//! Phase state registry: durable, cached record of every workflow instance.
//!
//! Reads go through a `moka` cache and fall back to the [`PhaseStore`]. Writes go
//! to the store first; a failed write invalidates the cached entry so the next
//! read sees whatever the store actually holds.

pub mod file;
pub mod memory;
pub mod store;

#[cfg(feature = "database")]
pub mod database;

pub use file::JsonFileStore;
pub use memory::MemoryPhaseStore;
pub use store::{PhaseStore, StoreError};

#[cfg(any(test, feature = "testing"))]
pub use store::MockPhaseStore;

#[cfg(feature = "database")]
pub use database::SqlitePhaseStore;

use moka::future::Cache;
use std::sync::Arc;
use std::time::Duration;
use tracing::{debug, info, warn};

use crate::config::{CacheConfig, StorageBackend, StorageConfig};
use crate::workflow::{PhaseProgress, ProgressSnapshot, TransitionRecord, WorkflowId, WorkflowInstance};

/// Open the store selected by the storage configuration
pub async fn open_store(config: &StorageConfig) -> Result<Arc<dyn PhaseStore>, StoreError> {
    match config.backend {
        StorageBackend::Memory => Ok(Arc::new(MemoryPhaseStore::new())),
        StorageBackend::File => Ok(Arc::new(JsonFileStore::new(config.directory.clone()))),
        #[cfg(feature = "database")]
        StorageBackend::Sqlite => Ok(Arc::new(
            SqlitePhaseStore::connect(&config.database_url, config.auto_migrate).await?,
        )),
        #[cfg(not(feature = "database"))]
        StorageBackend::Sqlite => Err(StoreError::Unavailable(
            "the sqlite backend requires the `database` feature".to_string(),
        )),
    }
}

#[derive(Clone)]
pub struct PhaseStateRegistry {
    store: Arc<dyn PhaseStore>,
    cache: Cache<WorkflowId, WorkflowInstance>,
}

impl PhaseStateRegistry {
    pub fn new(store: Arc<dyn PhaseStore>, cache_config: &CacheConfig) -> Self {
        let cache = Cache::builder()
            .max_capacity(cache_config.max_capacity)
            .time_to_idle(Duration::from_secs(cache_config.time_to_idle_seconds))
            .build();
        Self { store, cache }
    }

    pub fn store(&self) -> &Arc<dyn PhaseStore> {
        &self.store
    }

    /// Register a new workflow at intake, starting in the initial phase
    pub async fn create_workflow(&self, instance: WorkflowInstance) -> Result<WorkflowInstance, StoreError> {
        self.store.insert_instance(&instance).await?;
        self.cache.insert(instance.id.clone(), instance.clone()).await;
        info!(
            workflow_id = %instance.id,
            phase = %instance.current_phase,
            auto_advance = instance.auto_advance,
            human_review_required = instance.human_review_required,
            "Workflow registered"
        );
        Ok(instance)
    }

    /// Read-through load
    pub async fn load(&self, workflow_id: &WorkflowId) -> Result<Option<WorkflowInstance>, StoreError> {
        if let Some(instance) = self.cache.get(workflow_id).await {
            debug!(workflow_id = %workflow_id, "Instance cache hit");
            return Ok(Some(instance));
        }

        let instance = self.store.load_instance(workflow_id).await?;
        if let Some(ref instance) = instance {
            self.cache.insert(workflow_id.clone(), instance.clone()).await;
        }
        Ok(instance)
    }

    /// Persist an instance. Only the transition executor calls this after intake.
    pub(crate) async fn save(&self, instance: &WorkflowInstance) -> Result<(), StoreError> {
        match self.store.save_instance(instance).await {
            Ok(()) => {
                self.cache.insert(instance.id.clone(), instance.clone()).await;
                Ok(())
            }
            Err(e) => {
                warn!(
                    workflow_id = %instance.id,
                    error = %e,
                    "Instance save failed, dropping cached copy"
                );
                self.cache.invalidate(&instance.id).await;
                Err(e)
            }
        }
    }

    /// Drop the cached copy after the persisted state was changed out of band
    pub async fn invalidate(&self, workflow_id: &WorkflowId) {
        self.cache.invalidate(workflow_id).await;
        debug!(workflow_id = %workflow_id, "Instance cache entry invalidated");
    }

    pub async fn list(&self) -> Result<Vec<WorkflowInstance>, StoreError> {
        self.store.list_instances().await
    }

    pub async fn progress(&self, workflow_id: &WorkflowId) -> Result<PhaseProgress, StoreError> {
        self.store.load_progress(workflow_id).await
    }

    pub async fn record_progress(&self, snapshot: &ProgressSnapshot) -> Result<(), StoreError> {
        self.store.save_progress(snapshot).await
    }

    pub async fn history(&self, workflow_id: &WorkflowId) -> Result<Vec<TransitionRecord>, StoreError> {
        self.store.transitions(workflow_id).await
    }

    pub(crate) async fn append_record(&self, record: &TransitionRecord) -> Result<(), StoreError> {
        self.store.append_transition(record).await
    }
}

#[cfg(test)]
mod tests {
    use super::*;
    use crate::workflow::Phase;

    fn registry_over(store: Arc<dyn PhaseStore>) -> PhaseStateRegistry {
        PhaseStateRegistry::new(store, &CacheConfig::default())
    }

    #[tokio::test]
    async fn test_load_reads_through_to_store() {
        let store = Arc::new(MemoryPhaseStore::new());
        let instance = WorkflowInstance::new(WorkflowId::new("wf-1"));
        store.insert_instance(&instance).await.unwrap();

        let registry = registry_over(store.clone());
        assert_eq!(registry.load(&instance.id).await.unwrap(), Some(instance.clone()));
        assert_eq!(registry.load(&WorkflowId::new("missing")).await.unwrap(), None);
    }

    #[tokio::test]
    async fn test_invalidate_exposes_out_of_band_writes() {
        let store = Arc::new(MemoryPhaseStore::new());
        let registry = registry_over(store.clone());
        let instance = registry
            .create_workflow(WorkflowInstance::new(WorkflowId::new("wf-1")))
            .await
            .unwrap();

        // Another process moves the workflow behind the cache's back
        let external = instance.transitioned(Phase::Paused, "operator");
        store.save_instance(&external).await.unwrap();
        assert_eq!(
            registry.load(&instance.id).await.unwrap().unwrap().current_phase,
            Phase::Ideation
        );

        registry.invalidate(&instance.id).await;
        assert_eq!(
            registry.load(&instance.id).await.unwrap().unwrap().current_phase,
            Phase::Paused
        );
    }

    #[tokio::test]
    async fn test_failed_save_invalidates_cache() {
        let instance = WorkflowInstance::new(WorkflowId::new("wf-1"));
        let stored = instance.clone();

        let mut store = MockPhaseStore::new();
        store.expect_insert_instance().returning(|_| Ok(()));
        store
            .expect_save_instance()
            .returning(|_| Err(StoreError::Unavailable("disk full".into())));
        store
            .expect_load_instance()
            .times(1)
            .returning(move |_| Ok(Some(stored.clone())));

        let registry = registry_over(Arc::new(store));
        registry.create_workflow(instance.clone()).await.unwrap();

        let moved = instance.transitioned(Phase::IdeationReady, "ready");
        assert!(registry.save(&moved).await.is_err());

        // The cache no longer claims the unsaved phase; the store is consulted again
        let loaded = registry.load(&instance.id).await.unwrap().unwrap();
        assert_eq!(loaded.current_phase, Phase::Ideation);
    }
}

# # # # # # #

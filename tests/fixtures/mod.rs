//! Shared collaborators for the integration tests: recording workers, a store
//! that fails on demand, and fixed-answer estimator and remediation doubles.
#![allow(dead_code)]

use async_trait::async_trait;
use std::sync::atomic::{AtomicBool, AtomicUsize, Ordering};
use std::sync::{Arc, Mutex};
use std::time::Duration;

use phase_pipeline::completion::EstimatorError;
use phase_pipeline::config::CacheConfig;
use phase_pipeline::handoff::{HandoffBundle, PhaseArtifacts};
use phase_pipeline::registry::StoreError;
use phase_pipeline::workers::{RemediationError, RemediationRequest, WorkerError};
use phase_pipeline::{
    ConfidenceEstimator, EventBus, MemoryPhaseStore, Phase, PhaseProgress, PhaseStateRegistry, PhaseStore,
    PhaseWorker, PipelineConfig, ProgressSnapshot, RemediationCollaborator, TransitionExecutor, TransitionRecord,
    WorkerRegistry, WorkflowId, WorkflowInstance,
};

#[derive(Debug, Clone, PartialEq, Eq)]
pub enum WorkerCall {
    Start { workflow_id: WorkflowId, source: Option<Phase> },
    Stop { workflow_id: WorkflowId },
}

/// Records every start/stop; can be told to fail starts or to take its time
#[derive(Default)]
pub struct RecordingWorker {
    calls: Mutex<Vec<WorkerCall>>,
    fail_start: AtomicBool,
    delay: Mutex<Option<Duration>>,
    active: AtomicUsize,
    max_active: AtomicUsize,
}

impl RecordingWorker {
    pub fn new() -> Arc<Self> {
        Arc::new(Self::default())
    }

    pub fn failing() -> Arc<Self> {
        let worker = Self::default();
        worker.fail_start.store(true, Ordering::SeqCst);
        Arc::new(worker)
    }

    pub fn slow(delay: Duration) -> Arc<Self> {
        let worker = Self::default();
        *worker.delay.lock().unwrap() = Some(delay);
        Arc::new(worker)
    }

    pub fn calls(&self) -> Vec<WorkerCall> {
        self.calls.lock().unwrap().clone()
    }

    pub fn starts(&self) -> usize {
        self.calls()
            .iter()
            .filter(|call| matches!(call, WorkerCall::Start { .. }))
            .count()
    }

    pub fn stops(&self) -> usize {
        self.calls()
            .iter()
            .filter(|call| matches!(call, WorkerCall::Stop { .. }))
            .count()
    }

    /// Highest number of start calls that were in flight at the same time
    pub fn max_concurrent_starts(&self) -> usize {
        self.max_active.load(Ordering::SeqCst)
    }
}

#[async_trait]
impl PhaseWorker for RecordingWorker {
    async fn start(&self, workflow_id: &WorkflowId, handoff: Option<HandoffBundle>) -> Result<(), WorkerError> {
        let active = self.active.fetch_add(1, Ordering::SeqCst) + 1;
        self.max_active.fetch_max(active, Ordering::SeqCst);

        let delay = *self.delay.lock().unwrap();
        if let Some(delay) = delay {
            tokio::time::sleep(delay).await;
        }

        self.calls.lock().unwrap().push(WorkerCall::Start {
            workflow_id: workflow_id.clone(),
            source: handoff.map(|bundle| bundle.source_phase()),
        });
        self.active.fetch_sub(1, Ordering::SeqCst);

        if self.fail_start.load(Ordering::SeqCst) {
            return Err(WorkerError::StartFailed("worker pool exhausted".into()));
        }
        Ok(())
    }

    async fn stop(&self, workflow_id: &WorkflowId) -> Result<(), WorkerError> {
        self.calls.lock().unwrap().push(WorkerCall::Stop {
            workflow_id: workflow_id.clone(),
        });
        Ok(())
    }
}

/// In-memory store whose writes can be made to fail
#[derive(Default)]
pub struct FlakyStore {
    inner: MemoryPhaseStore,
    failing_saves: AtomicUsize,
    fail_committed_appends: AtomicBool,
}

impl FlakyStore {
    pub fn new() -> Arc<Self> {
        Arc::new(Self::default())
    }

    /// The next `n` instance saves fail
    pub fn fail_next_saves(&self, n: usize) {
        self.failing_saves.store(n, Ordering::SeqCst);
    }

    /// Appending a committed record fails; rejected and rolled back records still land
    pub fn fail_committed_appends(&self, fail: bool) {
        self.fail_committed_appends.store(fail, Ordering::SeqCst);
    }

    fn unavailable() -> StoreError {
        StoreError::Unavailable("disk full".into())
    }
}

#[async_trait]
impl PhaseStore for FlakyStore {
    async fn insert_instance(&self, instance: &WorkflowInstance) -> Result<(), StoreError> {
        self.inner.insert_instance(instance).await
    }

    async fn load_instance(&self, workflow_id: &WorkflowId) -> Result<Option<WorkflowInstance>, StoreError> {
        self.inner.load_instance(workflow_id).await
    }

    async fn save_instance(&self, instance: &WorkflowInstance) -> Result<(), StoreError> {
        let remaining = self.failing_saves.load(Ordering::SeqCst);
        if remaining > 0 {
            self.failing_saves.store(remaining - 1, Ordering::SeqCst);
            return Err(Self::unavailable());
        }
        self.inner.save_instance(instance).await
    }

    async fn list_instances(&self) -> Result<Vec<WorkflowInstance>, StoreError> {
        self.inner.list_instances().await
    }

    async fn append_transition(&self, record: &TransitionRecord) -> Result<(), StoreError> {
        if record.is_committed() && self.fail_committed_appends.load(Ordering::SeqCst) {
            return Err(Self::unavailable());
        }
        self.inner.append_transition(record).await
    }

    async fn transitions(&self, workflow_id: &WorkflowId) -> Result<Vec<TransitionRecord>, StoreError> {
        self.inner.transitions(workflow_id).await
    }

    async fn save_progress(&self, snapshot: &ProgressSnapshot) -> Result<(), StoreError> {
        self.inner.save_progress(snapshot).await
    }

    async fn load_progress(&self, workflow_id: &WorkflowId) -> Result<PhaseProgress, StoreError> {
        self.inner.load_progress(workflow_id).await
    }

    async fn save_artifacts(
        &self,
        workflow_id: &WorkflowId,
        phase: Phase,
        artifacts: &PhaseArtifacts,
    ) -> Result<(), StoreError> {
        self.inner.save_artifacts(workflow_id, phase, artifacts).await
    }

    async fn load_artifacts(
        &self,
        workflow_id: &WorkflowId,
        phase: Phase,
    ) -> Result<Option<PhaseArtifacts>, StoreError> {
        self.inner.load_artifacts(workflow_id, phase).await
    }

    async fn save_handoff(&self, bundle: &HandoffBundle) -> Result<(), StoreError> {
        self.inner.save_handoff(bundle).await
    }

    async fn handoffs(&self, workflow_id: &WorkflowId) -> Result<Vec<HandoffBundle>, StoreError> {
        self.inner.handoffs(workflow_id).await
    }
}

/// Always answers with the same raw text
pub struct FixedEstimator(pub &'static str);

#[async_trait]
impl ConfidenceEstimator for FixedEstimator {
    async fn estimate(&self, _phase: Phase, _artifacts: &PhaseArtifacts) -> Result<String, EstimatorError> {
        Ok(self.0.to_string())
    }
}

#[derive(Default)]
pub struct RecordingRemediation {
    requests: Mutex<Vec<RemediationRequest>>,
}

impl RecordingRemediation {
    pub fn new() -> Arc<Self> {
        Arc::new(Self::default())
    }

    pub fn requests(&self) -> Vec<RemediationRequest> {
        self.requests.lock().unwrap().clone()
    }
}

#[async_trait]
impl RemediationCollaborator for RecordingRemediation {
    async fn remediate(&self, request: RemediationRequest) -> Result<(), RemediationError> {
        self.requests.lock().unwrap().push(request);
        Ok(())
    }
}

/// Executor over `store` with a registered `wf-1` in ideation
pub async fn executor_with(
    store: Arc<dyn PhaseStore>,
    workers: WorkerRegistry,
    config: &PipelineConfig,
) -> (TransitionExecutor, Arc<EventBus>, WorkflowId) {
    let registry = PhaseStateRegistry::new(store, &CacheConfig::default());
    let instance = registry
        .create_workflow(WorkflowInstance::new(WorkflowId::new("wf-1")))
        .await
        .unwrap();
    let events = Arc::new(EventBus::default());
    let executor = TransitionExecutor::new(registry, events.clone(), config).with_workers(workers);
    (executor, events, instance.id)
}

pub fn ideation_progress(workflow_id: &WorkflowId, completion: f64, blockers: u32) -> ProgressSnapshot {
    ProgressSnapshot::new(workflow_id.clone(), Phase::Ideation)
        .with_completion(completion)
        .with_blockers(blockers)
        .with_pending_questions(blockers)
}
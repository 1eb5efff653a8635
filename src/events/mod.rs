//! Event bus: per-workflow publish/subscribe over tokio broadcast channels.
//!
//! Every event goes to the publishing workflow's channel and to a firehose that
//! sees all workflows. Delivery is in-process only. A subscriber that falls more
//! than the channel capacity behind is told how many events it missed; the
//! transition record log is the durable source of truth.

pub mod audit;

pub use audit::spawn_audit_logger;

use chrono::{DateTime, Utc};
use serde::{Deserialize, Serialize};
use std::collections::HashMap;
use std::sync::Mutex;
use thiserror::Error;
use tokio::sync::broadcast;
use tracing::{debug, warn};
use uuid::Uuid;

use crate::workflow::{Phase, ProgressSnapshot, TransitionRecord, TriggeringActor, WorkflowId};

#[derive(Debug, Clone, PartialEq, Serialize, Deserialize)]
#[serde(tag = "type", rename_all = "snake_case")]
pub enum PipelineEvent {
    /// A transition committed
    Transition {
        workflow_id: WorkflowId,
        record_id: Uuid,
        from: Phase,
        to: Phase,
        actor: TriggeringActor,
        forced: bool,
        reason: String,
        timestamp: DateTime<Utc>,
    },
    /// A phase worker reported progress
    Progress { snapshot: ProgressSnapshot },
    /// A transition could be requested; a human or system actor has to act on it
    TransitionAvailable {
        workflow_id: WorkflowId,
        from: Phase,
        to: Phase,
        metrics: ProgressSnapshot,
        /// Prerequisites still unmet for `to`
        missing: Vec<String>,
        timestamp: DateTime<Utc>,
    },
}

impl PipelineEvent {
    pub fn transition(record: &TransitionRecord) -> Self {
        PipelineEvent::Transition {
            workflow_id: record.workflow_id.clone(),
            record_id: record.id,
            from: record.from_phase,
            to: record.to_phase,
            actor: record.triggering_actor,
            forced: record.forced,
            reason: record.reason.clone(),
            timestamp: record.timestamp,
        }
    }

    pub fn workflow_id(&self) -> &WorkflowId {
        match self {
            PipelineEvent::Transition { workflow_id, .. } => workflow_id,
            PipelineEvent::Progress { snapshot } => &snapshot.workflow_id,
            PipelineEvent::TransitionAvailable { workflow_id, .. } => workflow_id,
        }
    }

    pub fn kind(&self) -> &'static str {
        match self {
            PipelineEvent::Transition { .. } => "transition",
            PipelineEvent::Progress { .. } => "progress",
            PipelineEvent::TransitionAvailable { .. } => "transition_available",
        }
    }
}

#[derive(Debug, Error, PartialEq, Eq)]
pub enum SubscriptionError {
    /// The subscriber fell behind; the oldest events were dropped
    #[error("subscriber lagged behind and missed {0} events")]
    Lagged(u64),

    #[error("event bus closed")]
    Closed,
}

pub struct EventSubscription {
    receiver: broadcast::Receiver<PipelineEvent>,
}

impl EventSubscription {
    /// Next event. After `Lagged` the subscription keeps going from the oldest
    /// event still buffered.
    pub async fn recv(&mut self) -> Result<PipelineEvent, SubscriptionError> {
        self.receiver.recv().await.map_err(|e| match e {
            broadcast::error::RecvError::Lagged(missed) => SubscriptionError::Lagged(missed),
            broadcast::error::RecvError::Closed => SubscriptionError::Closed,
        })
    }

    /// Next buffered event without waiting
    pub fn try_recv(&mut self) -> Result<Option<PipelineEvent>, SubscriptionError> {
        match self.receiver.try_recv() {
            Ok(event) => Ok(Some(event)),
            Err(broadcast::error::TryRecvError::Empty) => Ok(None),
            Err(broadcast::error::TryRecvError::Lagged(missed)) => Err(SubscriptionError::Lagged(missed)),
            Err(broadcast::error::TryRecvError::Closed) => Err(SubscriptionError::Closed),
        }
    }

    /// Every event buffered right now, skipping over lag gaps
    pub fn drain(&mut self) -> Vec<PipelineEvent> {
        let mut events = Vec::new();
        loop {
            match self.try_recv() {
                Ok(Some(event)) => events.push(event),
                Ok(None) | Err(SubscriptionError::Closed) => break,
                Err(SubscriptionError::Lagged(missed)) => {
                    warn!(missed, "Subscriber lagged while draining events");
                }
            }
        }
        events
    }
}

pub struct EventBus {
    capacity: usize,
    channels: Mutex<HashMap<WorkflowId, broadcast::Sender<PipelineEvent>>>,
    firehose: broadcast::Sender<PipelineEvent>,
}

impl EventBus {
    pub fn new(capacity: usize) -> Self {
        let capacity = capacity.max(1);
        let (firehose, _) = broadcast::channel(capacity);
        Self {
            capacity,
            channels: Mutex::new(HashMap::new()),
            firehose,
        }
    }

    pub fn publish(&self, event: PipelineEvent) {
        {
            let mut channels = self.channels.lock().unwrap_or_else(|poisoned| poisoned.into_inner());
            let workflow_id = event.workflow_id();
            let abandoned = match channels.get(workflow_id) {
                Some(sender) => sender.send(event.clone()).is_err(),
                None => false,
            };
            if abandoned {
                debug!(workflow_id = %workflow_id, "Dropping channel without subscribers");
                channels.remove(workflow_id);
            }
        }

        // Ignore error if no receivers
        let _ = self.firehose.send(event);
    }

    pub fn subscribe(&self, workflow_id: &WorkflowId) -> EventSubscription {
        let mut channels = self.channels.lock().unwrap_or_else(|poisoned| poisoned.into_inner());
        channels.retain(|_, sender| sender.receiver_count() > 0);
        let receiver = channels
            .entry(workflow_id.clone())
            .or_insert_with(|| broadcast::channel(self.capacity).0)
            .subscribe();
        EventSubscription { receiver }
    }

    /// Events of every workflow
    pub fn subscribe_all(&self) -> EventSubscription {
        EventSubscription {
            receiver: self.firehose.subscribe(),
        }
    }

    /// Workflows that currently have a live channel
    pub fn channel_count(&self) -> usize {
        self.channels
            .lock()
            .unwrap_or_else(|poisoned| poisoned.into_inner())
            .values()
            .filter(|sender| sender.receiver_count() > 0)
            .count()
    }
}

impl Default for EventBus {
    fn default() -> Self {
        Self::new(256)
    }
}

# # # # # # #

#### EXERCISE PROMPT
Copy down every line of the material above that includes the string "Option".

#### WRITTEN ANSWER
    pub async fn load(&self, workflow_id: &WorkflowId) -> Result<Option<WorkflowInstance>, StoreError> {
    Start { workflow_id: WorkflowId, source: Option<Phase> },
    delay: Mutex<Option<Duration>>,
    async fn start(&self, workflow_id: &WorkflowId, handoff: Option<HandoffBundle>) -> Result<(), WorkerError> {
    async fn load_instance(&self, workflow_id: &WorkflowId) -> Result<Option<WorkflowInstance>, StoreError> {
    ) -> Result<Option<PhaseArtifacts>, StoreError> {
    pub fn try_recv(&mut self) -> Result<Option<PipelineEvent>, SubscriptionError> {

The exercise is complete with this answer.